◆ **Extracted data**
--*--

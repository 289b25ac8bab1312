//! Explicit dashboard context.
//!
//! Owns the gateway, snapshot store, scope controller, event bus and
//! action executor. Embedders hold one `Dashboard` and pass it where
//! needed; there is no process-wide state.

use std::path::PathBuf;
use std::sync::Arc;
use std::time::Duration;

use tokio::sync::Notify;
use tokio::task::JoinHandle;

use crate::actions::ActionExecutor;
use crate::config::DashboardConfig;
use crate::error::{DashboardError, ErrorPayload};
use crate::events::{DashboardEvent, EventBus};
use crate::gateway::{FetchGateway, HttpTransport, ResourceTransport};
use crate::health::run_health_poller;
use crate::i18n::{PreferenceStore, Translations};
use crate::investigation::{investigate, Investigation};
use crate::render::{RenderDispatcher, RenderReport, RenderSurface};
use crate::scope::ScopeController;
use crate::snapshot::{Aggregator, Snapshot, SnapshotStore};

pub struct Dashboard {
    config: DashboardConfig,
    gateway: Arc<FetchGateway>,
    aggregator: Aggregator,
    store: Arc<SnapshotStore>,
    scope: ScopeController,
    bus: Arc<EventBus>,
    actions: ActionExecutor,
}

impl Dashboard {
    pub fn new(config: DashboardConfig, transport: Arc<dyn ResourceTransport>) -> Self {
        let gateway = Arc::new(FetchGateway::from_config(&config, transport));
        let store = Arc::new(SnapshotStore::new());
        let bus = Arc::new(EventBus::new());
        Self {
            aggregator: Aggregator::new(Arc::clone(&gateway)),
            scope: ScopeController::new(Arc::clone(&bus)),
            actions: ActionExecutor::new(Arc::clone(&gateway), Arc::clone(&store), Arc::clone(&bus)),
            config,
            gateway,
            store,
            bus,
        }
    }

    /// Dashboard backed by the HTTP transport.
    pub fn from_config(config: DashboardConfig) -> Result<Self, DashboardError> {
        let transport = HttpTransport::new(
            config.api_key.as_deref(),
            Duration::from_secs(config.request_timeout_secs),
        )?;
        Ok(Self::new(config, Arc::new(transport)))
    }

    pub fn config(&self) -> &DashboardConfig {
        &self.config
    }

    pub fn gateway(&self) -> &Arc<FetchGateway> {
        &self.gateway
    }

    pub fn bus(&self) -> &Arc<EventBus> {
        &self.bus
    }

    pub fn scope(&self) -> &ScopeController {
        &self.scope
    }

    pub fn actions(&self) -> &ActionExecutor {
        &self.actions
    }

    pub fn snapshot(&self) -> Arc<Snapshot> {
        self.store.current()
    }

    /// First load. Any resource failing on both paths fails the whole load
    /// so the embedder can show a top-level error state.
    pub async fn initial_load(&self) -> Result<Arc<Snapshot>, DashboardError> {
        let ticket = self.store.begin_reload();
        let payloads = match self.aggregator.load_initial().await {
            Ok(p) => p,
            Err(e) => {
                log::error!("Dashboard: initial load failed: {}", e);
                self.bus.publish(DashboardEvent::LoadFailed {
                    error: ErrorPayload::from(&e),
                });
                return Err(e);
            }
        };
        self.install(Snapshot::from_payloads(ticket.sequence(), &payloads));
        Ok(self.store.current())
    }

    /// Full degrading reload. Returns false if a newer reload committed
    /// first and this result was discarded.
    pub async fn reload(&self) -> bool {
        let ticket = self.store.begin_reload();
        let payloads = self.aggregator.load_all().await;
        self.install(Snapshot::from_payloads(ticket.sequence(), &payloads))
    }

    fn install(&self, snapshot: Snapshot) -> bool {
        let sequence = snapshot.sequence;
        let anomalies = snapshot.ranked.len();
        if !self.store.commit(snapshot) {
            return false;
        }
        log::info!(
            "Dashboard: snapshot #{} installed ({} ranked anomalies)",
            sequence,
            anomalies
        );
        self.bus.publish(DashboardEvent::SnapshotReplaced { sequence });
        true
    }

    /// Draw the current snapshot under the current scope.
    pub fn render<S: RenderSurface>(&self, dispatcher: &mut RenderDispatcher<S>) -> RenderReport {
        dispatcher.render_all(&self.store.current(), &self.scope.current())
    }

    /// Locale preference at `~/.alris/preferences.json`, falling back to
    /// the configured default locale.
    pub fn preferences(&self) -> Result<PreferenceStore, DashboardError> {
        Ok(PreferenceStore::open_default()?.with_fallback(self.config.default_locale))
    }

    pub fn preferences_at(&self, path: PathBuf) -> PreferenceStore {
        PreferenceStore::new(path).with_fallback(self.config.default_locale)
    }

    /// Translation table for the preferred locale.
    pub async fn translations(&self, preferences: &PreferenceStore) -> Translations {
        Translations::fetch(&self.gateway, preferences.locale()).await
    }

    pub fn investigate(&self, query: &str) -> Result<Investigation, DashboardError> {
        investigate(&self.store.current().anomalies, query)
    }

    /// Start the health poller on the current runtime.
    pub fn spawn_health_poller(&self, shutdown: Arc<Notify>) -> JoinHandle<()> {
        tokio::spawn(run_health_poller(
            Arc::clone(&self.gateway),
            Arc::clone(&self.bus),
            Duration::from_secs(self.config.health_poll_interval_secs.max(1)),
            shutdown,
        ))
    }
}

--*--

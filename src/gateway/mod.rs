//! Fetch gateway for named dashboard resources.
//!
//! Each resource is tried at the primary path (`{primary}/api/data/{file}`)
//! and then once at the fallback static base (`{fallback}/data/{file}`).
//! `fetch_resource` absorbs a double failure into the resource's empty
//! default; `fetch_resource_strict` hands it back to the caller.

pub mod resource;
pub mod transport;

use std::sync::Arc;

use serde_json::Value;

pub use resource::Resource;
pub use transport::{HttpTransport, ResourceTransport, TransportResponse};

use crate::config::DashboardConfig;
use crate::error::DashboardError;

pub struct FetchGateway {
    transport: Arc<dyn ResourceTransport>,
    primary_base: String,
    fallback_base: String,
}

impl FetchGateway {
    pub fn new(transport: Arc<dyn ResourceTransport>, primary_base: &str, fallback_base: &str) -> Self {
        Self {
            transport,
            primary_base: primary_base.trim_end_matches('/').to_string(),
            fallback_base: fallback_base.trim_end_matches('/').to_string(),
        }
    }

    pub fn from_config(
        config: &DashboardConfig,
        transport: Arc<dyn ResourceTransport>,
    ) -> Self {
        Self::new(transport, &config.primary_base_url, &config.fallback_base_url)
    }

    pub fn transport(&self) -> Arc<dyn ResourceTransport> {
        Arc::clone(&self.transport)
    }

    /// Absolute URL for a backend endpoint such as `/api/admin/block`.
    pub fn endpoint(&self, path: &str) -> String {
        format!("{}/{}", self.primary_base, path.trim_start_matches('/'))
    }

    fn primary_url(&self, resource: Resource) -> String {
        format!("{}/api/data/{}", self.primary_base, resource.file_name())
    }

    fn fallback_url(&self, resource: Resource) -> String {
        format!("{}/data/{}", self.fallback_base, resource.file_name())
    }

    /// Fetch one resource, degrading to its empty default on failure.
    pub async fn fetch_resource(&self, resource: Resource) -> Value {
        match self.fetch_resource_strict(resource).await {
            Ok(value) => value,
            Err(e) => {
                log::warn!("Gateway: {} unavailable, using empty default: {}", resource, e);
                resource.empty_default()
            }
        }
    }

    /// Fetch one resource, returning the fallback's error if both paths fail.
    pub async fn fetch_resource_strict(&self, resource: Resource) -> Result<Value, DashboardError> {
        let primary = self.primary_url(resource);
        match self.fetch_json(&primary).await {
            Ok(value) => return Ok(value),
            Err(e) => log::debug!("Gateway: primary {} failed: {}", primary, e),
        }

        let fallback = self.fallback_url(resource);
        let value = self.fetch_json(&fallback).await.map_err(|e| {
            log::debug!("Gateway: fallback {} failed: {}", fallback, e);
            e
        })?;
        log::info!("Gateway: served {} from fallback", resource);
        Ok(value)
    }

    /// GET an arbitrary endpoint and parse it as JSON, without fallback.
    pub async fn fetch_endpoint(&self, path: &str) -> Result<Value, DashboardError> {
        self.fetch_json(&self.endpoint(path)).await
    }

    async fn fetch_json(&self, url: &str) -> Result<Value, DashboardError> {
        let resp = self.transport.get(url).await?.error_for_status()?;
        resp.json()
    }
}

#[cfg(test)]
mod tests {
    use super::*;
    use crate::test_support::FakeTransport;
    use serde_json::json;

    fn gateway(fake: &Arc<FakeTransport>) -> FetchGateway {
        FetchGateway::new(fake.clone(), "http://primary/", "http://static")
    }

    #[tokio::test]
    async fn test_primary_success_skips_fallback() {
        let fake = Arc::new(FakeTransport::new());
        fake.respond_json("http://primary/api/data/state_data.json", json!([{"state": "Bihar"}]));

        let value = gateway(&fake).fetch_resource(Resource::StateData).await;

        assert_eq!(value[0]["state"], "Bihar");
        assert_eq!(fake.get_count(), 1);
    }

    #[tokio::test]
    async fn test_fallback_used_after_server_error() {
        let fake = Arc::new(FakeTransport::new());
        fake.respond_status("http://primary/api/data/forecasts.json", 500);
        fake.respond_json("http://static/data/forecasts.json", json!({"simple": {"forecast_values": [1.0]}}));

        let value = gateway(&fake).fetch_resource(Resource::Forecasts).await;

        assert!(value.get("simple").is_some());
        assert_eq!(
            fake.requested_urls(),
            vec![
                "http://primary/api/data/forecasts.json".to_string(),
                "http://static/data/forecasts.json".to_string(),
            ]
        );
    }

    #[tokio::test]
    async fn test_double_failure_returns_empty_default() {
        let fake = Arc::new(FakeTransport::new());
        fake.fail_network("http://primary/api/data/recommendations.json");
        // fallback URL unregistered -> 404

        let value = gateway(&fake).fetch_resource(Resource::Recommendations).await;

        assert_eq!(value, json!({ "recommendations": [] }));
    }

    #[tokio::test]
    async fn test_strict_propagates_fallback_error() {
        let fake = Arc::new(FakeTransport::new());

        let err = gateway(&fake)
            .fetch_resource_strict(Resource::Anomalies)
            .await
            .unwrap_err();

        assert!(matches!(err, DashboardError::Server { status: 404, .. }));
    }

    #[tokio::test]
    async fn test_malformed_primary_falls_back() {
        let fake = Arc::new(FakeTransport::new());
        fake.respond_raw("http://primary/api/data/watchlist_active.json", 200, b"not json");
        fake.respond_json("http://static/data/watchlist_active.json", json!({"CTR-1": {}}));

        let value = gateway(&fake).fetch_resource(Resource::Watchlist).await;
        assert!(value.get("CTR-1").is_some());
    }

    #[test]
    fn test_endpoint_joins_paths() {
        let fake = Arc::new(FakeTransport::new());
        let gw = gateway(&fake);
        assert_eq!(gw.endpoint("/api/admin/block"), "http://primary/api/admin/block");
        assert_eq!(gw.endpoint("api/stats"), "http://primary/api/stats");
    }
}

--*--

◆ **Required work**
Lines with the string "sequence": pick each one out of the material and return it.

◆ **Answer space**
        self.install(Snapshot::from_payloads(ticket.sequence(), &payloads));
        self.install(Snapshot::from_payloads(ticket.sequence(), &payloads))
        let sequence = snapshot.sequence;
            sequence,
        self.bus.publish(DashboardEvent::SnapshotReplaced { sequence });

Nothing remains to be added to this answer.